ReferenceCountedArray Change?

I updated to the tip and I’m getting an error about a ReferenceCountedArray having a private copy constructor.

Did the syntax of copy change, so I can’t copy? I’m trying to make a ReferenceCountedArray instance initialized with a copy of another.

Do I need to write it differently? Xcode doesn’t show me the offending line, but I do have:

const ReferenceCountedArray <BufferUseRecord, CriticalSection>& BufferList::getBufferRecs () { return (buffers); }
defined as:

Used as:

ReferenceCountedArray <BufferUseRecord, CriticalSection> currentBuffers (readyBuffers->getBufferRecs ());

Bruce

Hmm. Thought I was getting quite good at this c++ lark, but there’s always something to learn…

I had changed the copy constructor to take a templated parameter, so that it can be used to copy from arrays of compatible polymorphic types. I assumed that this method would also work perfectly well as the normal copy constructor, but it seems not. I don’t know if it’s because of a compiler idiosyncrasy, or perhaps an obscure footnote in the c++ standard, but for some reason the compiler is refusing to use my templated version in cases where it could use a standard copy constructor.

Anyway, I’ve added a normal copy constructor to the class now, so it should all work!

The official reason is that a template copy constructor can not exist.
What you’ve made is a template constructor that “behave” like a copy constructor.
The standard state that if a copy constructor doesn’t exists, the compiler must provide an implicit one, bypassing any template lookup at the time.

It seems a bit illogical to me… When the compiler needs a copy constructor, I’d have thought that it would just look for a function that fits the requirement, just like it does when you make any other function call. Can’t really see why there’d need to be a special case for a copy constructor, but I’m sure there’s a very obscure and convoluted reason why it has to be done that way!

The reason is in the implicit part. Copy constructor and assignment operator are special case in C++, as they are the only methods that a compiler can write itself.
Usually, the method resolution logic is:

1. If there is a perfect fit, use it
2. If a default type conversion can do, to use the perfect fit, use it.
3. If there is a template version that could match better than any other template one, instantiate it and use it.

For copy constructor, I guess the implicit part comes in between 1 and 2, stating “if 1 or 2 doesn’t do, write my own implicit code and use it”.

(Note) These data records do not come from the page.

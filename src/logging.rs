use std::fs::{self, File, OpenOptions};
use std::path::{Path, PathBuf};
use std::sync::{Arc, Mutex, MutexGuard};

use tracing_subscriber::fmt::MakeWriter;

use crate::paths;

// ── DeferredFileWriter ───────────────────────────────────

/// A `MakeWriter` that initially discards writes, then logs to a file
/// once activated via `handle.set_file(path)`.
///
/// The subscriber is installed before the command line says which image
/// (and thus which log file) a run is about.
#[derive(Clone)]
pub struct DeferredFileWriter {
    inner: Arc<Mutex<Option<File>>>,
}

/// Handle returned by `DeferredFileWriter::new()`; call `set_file` to activate.
#[derive(Clone)]
pub struct DeferredFileHandle {
    inner: Arc<Mutex<Option<File>>>,
}

fn lock(inner: &Mutex<Option<File>>) -> MutexGuard<'_, Option<File>> {
    // A panic while writing a log line leaves the file usable.
    inner.lock().unwrap_or_else(|poisoned| poisoned.into_inner())
}

impl DeferredFileWriter {
    pub fn new() -> (Self, DeferredFileHandle) {
        let inner = Arc::new(Mutex::new(None));
        (
            Self {
                inner: inner.clone(),
            },
            DeferredFileHandle { inner },
        )
    }
}

impl DeferredFileHandle {
    /// Activate the file writer by opening `path` in append mode.
    pub fn set_file(&self, path: &Path) -> std::io::Result<()> {
        if let Some(parent) = path.parent() {
            fs::create_dir_all(parent)?;
        }
        let file = OpenOptions::new().create(true).append(true).open(path)?;
        *lock(&self.inner) = Some(file);
        Ok(())
    }
}

/// Writer returned by `MakeWriter::make_writer`: either writes to the
/// file or discards (when not yet activated).
pub struct DeferredWriter {
    inner: Arc<Mutex<Option<File>>>,
}

impl std::io::Write for DeferredWriter {
    fn write(&mut self, buf: &[u8]) -> std::io::Result<usize> {
        let mut guard = lock(&self.inner);
        if let Some(ref mut f) = *guard {
            f.write(buf)
        } else {
            Ok(buf.len()) // discard
        }
    }

    fn flush(&mut self) -> std::io::Result<()> {
        let mut guard = lock(&self.inner);
        if let Some(ref mut f) = *guard {
            f.flush()
        } else {
            Ok(())
        }
    }
}

impl<'a> MakeWriter<'a> for DeferredFileWriter {
    type Writer = DeferredWriter;

    fn make_writer(&'a self) -> Self::Writer {
        DeferredWriter {
            inner: self.inner.clone(),
        }
    }
}

/// Per-image log file: `<logs dir>/<name>.log`
pub fn image_log_path(image_name: &str) -> PathBuf {
    paths::logs_dir().join(format!("{image_name}.log"))
}

#[cfg(test)]
mod tests {
    use std::io::Write;

    use super::*;

    #[test]
    fn discards_until_activated() {
        let dir = tempfile::tempdir().unwrap();
        let path = dir.path().join("logs").join("demo.log");
        let (writer, handle) = DeferredFileWriter::new();

        writer.make_writer().write_all(b"dropped\n").unwrap();
        assert!(!path.exists());

        handle.set_file(&path).unwrap();
        writer.make_writer().write_all(b"kept\n").unwrap();
        assert_eq!(std::fs::read_to_string(&path).unwrap(), "kept\n");
    }

    #[test]
    fn log_path_is_named_after_image() {
        assert!(image_log_path("demo").ends_with("vbox-sync/logs/demo.log"));
    }
}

If you think about it more deeply, it make sense.
This code:

template<T>
class Any
{
    template <typename U>
    Any(U & u);  // Conversion constructor
};

would be at the same time an “accept-all-types” and a copy constructor (when U = const Any), yet the developper probably doesn’t want this (if he either thought about this).

Yep, that’ll be it.

I guess in c++11 it could be done more neatly by using the “X (const X&) = delete” notation, or even by writing a default constructor that calls the templated constructor. It’s just a bit annoying in c++03 to have to write basically the same function twice.

Thrice ye shall !
Don’t forget the assignment operator!